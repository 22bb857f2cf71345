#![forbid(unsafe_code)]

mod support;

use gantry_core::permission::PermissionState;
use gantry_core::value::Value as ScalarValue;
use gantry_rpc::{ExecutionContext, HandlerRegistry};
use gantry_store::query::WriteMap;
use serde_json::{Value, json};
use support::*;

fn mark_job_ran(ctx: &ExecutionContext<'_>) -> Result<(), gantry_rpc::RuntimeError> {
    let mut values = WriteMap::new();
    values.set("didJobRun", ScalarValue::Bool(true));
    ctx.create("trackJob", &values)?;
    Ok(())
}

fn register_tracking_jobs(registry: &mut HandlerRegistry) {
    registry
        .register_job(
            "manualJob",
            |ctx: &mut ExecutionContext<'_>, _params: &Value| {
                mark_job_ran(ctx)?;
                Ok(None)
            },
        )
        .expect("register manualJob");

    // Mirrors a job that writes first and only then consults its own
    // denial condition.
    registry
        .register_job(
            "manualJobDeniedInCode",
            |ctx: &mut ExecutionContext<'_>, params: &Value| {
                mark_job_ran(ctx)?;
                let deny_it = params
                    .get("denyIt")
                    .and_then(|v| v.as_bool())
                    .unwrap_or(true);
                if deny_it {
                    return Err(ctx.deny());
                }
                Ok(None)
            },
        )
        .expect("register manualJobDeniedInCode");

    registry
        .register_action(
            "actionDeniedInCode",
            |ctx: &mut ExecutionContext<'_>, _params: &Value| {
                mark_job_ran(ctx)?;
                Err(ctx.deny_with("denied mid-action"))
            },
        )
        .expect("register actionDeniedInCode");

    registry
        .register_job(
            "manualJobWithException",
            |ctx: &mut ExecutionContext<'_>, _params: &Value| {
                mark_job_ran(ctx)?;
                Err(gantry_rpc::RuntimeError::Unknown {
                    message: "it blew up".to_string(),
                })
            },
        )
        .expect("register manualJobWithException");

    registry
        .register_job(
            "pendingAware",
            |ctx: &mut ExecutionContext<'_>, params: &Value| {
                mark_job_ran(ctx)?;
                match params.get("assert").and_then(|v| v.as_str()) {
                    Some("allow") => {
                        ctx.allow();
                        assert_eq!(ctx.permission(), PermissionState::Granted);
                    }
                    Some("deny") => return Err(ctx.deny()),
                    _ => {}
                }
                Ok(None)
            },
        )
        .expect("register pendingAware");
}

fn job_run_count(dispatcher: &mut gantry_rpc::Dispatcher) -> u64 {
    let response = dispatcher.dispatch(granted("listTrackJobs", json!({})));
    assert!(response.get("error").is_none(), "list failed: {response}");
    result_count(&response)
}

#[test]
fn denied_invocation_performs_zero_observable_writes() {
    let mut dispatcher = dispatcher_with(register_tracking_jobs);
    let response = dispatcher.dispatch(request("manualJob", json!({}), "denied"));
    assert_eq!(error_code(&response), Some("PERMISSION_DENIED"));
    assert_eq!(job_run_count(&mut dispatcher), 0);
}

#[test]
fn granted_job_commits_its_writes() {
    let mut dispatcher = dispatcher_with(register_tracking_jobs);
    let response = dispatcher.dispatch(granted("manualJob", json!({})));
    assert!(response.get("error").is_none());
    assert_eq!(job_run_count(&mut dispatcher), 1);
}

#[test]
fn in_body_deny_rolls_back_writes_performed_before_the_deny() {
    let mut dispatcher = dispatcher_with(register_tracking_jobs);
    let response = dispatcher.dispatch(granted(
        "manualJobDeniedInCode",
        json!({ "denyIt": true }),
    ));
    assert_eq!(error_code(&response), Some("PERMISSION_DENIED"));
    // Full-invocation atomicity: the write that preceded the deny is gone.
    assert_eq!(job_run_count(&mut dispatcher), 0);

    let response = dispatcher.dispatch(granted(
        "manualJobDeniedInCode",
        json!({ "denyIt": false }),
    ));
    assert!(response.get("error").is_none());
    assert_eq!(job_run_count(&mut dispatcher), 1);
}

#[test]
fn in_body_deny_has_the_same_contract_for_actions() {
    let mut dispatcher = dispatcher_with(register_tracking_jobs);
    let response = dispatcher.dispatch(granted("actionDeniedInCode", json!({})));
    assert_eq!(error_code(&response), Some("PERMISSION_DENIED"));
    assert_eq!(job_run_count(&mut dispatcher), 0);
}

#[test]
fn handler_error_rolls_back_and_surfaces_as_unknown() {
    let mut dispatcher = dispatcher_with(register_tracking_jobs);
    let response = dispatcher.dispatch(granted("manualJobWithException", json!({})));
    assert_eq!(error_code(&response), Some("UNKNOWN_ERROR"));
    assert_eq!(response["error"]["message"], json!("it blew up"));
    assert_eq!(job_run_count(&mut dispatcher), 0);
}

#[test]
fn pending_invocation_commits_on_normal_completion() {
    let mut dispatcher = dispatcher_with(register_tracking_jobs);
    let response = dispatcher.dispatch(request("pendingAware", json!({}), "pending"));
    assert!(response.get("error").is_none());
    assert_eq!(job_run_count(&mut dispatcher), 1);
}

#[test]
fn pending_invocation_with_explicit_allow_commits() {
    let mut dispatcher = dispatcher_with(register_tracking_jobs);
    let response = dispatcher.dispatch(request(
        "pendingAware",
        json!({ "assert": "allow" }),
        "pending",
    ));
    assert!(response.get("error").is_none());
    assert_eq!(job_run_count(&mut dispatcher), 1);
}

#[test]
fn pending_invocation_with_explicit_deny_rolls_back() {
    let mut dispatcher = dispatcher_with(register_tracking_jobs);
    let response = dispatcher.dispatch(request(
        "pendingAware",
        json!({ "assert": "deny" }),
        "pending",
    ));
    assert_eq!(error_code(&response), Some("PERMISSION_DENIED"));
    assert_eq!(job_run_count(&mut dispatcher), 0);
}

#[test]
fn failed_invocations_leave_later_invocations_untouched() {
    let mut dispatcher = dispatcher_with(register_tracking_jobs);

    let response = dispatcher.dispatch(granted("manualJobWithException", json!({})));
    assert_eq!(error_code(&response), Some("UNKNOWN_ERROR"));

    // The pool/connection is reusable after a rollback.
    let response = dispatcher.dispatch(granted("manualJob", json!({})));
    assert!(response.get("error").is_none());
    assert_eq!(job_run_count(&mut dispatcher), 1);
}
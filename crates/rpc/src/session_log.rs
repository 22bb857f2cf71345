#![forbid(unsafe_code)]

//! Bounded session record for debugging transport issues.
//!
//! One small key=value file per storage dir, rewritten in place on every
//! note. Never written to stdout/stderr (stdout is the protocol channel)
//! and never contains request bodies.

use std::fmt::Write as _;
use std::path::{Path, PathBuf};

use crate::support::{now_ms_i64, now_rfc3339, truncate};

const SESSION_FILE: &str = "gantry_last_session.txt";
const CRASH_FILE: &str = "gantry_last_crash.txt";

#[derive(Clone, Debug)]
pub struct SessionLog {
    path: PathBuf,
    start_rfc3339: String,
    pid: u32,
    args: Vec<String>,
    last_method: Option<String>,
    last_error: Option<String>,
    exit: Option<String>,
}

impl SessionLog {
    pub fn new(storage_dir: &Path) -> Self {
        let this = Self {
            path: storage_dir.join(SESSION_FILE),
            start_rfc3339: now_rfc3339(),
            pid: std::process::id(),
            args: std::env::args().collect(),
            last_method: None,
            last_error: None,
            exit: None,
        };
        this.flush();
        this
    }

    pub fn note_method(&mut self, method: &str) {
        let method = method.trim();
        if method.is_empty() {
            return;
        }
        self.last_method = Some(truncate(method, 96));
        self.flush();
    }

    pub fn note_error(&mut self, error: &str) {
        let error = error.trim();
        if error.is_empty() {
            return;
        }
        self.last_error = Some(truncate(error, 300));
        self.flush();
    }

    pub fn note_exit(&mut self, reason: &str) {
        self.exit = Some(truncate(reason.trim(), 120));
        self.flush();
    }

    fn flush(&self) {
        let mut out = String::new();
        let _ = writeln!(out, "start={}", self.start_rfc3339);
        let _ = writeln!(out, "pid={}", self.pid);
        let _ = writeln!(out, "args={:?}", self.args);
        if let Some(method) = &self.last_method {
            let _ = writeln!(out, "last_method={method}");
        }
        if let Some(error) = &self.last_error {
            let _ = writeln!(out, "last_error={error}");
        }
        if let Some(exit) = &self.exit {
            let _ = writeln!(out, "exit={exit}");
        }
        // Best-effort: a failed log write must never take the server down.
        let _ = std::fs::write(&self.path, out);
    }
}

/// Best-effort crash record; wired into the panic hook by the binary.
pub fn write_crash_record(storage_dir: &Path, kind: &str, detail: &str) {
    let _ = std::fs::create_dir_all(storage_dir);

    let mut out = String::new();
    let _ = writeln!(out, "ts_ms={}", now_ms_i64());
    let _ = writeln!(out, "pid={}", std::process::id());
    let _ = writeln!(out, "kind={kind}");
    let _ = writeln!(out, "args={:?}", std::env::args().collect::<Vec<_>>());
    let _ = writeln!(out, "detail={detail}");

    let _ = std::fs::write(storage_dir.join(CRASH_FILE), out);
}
------------
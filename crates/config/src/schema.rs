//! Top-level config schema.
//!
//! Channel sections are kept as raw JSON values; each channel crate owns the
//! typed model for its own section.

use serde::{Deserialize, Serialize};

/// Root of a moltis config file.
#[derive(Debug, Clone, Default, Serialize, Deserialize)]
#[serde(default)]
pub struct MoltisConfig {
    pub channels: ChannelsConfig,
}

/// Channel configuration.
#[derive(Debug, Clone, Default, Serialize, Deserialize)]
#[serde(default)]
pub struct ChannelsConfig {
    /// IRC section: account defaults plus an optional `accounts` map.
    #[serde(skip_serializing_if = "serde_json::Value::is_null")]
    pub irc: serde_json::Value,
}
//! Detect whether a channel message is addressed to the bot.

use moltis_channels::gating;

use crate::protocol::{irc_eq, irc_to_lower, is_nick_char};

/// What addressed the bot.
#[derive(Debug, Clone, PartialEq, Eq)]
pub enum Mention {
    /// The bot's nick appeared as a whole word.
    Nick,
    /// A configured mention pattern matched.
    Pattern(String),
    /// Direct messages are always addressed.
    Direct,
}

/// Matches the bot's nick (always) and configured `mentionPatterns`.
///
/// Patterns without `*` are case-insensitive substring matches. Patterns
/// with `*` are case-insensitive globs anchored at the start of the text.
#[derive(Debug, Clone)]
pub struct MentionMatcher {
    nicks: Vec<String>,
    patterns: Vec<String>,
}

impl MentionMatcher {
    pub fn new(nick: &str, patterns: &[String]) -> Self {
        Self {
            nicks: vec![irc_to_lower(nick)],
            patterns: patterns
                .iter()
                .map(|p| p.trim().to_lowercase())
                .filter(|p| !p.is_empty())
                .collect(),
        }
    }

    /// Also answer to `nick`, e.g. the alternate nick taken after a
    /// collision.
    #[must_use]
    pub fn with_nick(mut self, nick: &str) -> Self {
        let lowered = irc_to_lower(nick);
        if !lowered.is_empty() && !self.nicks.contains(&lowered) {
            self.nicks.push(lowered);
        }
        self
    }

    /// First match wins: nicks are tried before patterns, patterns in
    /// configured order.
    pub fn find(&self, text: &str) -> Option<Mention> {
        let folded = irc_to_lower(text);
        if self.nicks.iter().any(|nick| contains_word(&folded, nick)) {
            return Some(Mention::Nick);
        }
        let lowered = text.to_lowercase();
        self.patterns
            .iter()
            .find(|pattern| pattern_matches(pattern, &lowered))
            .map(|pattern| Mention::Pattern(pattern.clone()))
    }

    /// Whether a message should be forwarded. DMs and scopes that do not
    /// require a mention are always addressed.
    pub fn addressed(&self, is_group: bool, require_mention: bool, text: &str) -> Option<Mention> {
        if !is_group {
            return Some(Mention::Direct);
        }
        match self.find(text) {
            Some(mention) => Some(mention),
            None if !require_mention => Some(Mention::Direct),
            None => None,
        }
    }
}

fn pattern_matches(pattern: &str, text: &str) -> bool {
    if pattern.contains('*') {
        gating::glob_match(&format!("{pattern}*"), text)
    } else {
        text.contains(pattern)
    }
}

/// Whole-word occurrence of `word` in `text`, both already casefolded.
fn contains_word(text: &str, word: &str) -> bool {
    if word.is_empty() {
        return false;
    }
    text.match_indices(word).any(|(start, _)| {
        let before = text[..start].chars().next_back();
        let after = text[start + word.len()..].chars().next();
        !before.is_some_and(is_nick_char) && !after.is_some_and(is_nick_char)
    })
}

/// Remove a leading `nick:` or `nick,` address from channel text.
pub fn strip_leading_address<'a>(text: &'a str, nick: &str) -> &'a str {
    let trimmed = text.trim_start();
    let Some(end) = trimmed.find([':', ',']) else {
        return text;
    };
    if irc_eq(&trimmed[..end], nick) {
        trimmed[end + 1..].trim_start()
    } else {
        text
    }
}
------------
TASK REQUIREMENTS
Go through the material and report each line that holds the string "HandlerRegistry".

YOUR RESPONSE
use gantry_rpc::{ExecutionContext, HandlerRegistry};
fn register_tracking_jobs(registry: &mut HandlerRegistry) {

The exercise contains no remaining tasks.